== EXERCISE DESCRIPTION ==
When a line in the records contains the string "thread", copy that line.

== Items from a data source ==
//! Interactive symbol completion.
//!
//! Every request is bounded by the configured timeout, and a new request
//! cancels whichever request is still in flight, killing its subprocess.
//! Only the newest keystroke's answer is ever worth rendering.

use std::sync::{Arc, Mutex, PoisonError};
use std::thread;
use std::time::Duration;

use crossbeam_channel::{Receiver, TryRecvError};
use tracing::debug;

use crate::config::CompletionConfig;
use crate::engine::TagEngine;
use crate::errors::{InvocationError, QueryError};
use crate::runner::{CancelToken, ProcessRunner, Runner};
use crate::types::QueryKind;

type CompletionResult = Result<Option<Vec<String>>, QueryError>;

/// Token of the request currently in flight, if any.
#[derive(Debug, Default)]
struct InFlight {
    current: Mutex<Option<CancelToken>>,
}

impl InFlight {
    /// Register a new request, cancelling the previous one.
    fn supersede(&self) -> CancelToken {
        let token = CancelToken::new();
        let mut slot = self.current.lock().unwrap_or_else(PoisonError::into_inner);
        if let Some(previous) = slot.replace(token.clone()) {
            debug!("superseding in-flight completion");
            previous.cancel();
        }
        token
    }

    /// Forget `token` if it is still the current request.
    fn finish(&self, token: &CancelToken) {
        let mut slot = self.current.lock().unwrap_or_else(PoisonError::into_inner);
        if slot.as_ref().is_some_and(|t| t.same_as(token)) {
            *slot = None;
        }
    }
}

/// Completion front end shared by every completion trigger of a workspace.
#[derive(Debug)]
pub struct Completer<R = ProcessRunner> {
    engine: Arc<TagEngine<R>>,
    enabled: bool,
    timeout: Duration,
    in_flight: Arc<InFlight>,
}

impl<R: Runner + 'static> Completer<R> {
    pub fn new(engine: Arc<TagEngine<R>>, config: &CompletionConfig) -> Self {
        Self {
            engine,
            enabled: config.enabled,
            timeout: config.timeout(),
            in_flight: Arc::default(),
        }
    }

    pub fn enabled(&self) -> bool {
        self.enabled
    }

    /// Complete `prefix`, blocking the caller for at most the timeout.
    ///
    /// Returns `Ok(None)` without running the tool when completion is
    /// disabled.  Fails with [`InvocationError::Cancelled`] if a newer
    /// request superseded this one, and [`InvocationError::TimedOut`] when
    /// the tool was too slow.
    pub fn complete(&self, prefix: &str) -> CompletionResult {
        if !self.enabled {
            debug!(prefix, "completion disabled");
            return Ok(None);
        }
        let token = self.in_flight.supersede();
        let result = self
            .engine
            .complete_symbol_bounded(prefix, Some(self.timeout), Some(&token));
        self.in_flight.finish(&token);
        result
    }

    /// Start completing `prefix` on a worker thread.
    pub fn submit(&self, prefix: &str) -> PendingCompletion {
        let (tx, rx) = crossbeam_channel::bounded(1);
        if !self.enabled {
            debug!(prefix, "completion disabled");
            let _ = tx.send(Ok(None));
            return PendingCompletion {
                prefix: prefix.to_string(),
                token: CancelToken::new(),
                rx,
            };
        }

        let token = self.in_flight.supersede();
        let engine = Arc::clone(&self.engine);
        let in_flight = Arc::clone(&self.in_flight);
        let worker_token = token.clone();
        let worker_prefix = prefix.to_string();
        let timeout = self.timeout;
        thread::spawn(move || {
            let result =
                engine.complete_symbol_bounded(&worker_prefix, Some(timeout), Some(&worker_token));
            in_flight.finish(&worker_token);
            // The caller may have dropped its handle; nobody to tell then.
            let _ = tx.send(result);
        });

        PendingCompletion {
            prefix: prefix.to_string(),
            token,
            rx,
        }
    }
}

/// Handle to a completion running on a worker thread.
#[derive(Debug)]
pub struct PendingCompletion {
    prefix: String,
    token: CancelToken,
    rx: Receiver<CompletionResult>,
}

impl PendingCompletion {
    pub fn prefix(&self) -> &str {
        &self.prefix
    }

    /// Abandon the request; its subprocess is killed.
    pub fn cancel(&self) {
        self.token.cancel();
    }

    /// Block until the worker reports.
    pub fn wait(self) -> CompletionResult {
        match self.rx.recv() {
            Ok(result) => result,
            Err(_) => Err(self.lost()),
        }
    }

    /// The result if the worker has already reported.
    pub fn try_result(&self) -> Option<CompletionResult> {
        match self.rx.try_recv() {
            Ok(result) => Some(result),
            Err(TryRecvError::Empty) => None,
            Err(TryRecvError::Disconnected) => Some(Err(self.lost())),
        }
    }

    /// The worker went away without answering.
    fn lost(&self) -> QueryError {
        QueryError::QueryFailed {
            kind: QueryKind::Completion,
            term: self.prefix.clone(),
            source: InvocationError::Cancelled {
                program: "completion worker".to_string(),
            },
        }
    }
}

...

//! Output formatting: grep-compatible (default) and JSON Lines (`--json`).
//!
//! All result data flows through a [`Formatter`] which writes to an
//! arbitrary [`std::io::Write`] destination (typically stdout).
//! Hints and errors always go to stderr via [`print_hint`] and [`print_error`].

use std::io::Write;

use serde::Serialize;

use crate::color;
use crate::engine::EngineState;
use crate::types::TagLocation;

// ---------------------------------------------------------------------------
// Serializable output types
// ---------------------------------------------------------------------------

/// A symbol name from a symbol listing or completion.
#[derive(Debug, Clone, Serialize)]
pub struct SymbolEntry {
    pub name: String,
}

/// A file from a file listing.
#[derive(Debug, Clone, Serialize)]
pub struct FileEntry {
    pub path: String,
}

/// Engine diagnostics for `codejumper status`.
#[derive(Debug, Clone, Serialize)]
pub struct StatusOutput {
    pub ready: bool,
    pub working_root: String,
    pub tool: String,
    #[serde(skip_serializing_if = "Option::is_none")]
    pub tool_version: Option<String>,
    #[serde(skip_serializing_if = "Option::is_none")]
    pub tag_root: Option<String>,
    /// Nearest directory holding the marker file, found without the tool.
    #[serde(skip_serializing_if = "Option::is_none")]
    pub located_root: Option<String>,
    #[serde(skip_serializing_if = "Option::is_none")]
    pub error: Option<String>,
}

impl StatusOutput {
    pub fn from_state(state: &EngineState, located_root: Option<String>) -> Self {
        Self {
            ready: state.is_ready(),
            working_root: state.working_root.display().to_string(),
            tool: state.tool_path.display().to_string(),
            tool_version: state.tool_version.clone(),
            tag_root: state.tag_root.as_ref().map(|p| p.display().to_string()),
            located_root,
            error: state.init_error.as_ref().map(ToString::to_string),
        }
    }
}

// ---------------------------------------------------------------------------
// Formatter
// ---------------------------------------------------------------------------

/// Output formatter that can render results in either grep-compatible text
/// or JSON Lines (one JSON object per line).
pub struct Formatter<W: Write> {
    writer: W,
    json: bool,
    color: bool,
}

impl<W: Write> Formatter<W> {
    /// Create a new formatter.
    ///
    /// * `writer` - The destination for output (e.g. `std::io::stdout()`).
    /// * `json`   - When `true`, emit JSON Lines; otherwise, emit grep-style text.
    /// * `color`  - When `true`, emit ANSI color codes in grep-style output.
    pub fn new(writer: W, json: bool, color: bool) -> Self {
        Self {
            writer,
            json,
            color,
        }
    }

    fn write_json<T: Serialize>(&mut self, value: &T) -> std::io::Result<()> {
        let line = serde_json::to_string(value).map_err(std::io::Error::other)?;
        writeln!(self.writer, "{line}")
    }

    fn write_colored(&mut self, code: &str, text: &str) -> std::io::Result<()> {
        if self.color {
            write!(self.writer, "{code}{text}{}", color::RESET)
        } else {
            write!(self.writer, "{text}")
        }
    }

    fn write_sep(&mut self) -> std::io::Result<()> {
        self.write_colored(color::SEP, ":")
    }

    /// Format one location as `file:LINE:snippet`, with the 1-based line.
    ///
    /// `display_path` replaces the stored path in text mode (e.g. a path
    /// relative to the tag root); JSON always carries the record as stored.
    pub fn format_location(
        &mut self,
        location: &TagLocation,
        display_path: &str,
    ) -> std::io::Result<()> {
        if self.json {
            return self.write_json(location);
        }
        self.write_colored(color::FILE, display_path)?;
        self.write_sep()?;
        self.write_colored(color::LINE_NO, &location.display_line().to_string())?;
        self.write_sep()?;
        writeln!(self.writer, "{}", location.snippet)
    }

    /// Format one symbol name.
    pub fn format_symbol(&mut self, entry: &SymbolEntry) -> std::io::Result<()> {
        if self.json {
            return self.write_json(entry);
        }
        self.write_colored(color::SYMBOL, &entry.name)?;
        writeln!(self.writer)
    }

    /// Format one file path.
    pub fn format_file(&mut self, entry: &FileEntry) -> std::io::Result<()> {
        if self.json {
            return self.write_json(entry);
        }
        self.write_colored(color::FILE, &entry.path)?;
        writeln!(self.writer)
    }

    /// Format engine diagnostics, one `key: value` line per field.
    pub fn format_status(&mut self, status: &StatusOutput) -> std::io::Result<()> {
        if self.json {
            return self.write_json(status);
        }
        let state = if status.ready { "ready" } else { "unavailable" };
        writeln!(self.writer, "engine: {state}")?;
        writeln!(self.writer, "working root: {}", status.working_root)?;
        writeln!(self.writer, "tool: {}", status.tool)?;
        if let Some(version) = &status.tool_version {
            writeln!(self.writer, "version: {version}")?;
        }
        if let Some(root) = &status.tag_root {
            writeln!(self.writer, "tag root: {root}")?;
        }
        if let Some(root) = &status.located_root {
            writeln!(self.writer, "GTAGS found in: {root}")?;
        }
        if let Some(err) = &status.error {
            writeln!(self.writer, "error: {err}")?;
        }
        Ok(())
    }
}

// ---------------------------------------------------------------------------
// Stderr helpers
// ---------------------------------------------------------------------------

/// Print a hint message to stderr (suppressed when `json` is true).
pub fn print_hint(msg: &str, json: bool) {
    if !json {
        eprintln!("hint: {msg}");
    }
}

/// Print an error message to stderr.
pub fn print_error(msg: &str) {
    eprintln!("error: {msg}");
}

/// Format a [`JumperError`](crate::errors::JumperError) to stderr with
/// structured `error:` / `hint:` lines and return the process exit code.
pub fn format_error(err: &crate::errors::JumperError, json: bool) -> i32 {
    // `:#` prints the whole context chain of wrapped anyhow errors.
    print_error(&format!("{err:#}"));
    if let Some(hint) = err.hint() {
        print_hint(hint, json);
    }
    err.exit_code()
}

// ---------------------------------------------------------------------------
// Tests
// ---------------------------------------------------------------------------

== RESPONSE ==
use std::thread;
    /// Start completing `prefix` on a worker thread.
        thread::spawn(move || {
/// Handle to a completion running on a worker thread.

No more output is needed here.